## BRIEF
Lines from the one containing "async fn shutdown_signal()" through the final line of the records are the only ones to copy, and each must match exactly.

## PROVIDED MATERIAL
***
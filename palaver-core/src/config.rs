//! Configuration loading and management
//!
//! Configuration is loaded from `~/.config/palaver/config.toml`
//!
//! This module follows the XDG Base Directory Specification:
//! - Config: `$XDG_CONFIG_HOME/palaver/` (~/.config/palaver/)
//! - State/Logs: `$XDG_STATE_HOME/palaver/` (~/.local/state/palaver/)

use crate::catalog::ChatModelsResponse;
use crate::error::{Error, Result};
use crate::model::ModelSelector;
use serde::Deserialize;
use std::path::PathBuf;

/// Returns a best-effort home directory path.
fn home_dir() -> PathBuf {
    std::env::var_os("HOME")
        .map(PathBuf::from)
        .or_else(dirs::home_dir)
        .unwrap_or_else(|| PathBuf::from("."))
}

/// Returns XDG_CONFIG_HOME or ~/.config
fn xdg_config_home() -> PathBuf {
    std::env::var("XDG_CONFIG_HOME")
        .map(PathBuf::from)
        .unwrap_or_else(|_| home_dir().join(".config"))
}

/// Returns XDG_STATE_HOME or ~/.local/state
fn xdg_state_home() -> PathBuf {
    std::env::var("XDG_STATE_HOME")
        .map(PathBuf::from)
        .unwrap_or_else(|_| home_dir().join(".local/state"))
}

/// Main configuration struct
#[derive(Debug, Deserialize, Default)]
pub struct Config {
    /// Chat interface configuration
    #[serde(default)]
    pub chat: ChatConfig,

    /// Logging configuration
    #[serde(default)]
    pub logging: LoggingConfig,
}

/// Chat interface configuration
#[derive(Debug, Deserialize)]
pub struct ChatConfig {
    /// LLM provider ids the catalog keeps buckets for
    #[serde(default = "default_providers")]
    pub providers: Vec<String>,

    /// Model token to preselect for new conversations
    /// (`provider::identifier`)
    pub default_model: Option<String>,
}

impl Default for ChatConfig {
    fn default() -> Self {
        Self {
            providers: default_providers(),
            default_model: None,
        }
    }
}

fn default_providers() -> Vec<String> {
    ["anthropic", "openai", "ollama", "google"]
        .map(String::from)
        .to_vec()
}

impl ChatConfig {
    /// Resolve the configured default model token, if present and valid.
    pub fn default_selector(&self) -> Option<ModelSelector> {
        self.default_model
            .as_deref()
            .and_then(ModelSelector::from_token)
    }

    /// The empty catalog response for this configuration: one bucket per
    /// known provider plus the reserved workflow and custom-agent buckets.
    pub fn empty_models(&self) -> ChatModelsResponse {
        ChatModelsResponse::empty_with_providers(&self.providers)
    }
}

/// Logging configuration
#[derive(Debug, Deserialize)]
pub struct LoggingConfig {
    /// Log level (trace, debug, info, warn, error)
    #[serde(default = "default_log_level")]
    pub level: String,

    /// Maximum number of log files to keep
    #[serde(default = "default_max_log_files")]
    pub max_files: usize,
}

impl Default for LoggingConfig {
    fn default() -> Self {
        Self {
            level: default_log_level(),
            max_files: default_max_log_files(),
        }
    }
}

fn default_log_level() -> String {
    "info".to_string()
}

fn default_max_log_files() -> usize {
    5
}

impl Config {
    /// Load configuration from the default path
    pub fn load() -> Result<Self> {
        let config_path = Self::config_path();

        if !config_path.exists() {
            tracing::info!("No config file found at {:?}, using defaults", config_path);
            return Ok(Config::default());
        }

        Self::load_from(&config_path)
    }

    /// Load configuration from a specific path
    pub fn load_from(path: &PathBuf) -> Result<Self> {
        let content = std::fs::read_to_string(path)
            .map_err(|e| Error::Config(format!("failed to read config file {:?}: {}", path, e)))?;

        let config: Config = toml::from_str(&content)
            .map_err(|e| Error::Config(format!("failed to parse config: {}", e)))?;

        config.validate()?;
        Ok(config)
    }

    /// Validate configuration, returning error message if invalid
    pub fn validate(&self) -> Result<()> {
        if let Some(token) = self.chat.default_model.as_deref() {
            if ModelSelector::from_token(token).is_none() {
                return Err(Error::Config(format!(
                    "chat.default_model is not a valid model token: {}",
                    token
                )));
            }
        }
        if self.chat.providers.iter().any(|p| p.is_empty()) {
            return Err(Error::Config(
                "chat.providers must not contain empty provider ids".to_string(),
            ));
        }
        Ok(())
    }

    /// Returns the default config file path
    ///
    /// `$XDG_CONFIG_HOME/palaver/config.toml` (~/.config/palaver/config.toml)
    pub fn config_path() -> PathBuf {
        xdg_config_home().join("palaver").join("config.toml")
    }

    /// Returns the state directory path (for logs)
    ///
    /// `$XDG_STATE_HOME/palaver/` (~/.local/state/palaver/)
    pub fn state_dir() -> PathBuf {
        xdg_state_home().join("palaver")
    }

    /// Returns the log file path
    ///
    /// `$XDG_STATE_HOME/palaver/palaver.log` (~/.local/state/palaver/palaver.log)
    pub fn log_path() -> PathBuf {
        Self::state_dir().join("palaver.log")
    }
}
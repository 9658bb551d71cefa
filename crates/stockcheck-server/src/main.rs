mod api;
mod middleware;

use std::sync::Arc;

use stockcheck_db::SightingWriter;
use stockcheck_service::StockChecker;
use tracing_subscriber::EnvFilter;

use crate::api::{build_app, AppState};

#[tokio::main]
async fn main() -> anyhow::Result<()> {
    dotenvy::dotenv().ok();
    let config = stockcheck_core::load_app_config()?;
    let env_filter = EnvFilter::try_from_default_env()
        .or_else(|_| EnvFilter::try_new(config.log_level.clone()))?;
    tracing_subscriber::fmt().with_env_filter(env_filter).init();

    let pool_config = stockcheck_db::PoolConfig::from_app_config(&config);
    let pool = stockcheck_db::connect_pool(&config.database_url, pool_config).await?;
    let applied = stockcheck_db::run_migrations(&pool).await?;
    tracing::info!(applied, "migrations complete");

    let writer = SightingWriter::new(pool.clone(), &config.table_name)?;
    stockcheck_db::ensure_sightings_table(&pool, writer.table()).await?;
    let checker = StockChecker::from_app_config(&config, writer)?;
    let app = build_app(AppState {
        pool,
        checker: Arc::new(checker),
    });

    let listener = tokio::net::TcpListener::bind(config.bind_addr).await?;
    tracing::info!(
        addr = %config.bind_addr,
        env = %config.env,
        table = %config.table_name,
        "stockcheck-server listening"
    );
    axum::serve(listener, app)
        .with_graceful_shutdown(shutdown_signal())
        .await?;
    Ok(())
}

async fn shutdown_signal() {
    let ctrl_c = async {
        tokio::signal::ctrl_c()
            .await
            .expect("failed to listen for ctrl-c");
    };

    #[cfg(unix)]
    let terminate = async {
        tokio::signal::unix::signal(tokio::signal::unix::SignalKind::terminate())
            .expect("failed to install signal handler")
            .recv()
            .await;
    };

    #[cfg(not(unix))]
    let terminate = std::future::pending::<()>();

    tokio::select! {
        () = ctrl_c => {},
        () = terminate => {},
    }

    tracing::info!("received shutdown signal, starting graceful shutdown");
}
***
## RESULT OF THIS EXERCISE
async fn shutdown_signal() {
    let ctrl_c = async {
        tokio::signal::ctrl_c()
            .await
            .expect("failed to listen for ctrl-c");
    };

    #[cfg(unix)]
    let terminate = async {
        tokio::signal::unix::signal(tokio::signal::unix::SignalKind::terminate())
            .expect("failed to install signal handler")
            .recv()
            .await;
    };

    #[cfg(not(unix))]
    let terminate = std::future::pending::<()>();

    tokio::select! {
        () = ctrl_c => {},
        () = terminate => {},
    }

    tracing::info!("received shutdown signal, starting graceful shutdown");
}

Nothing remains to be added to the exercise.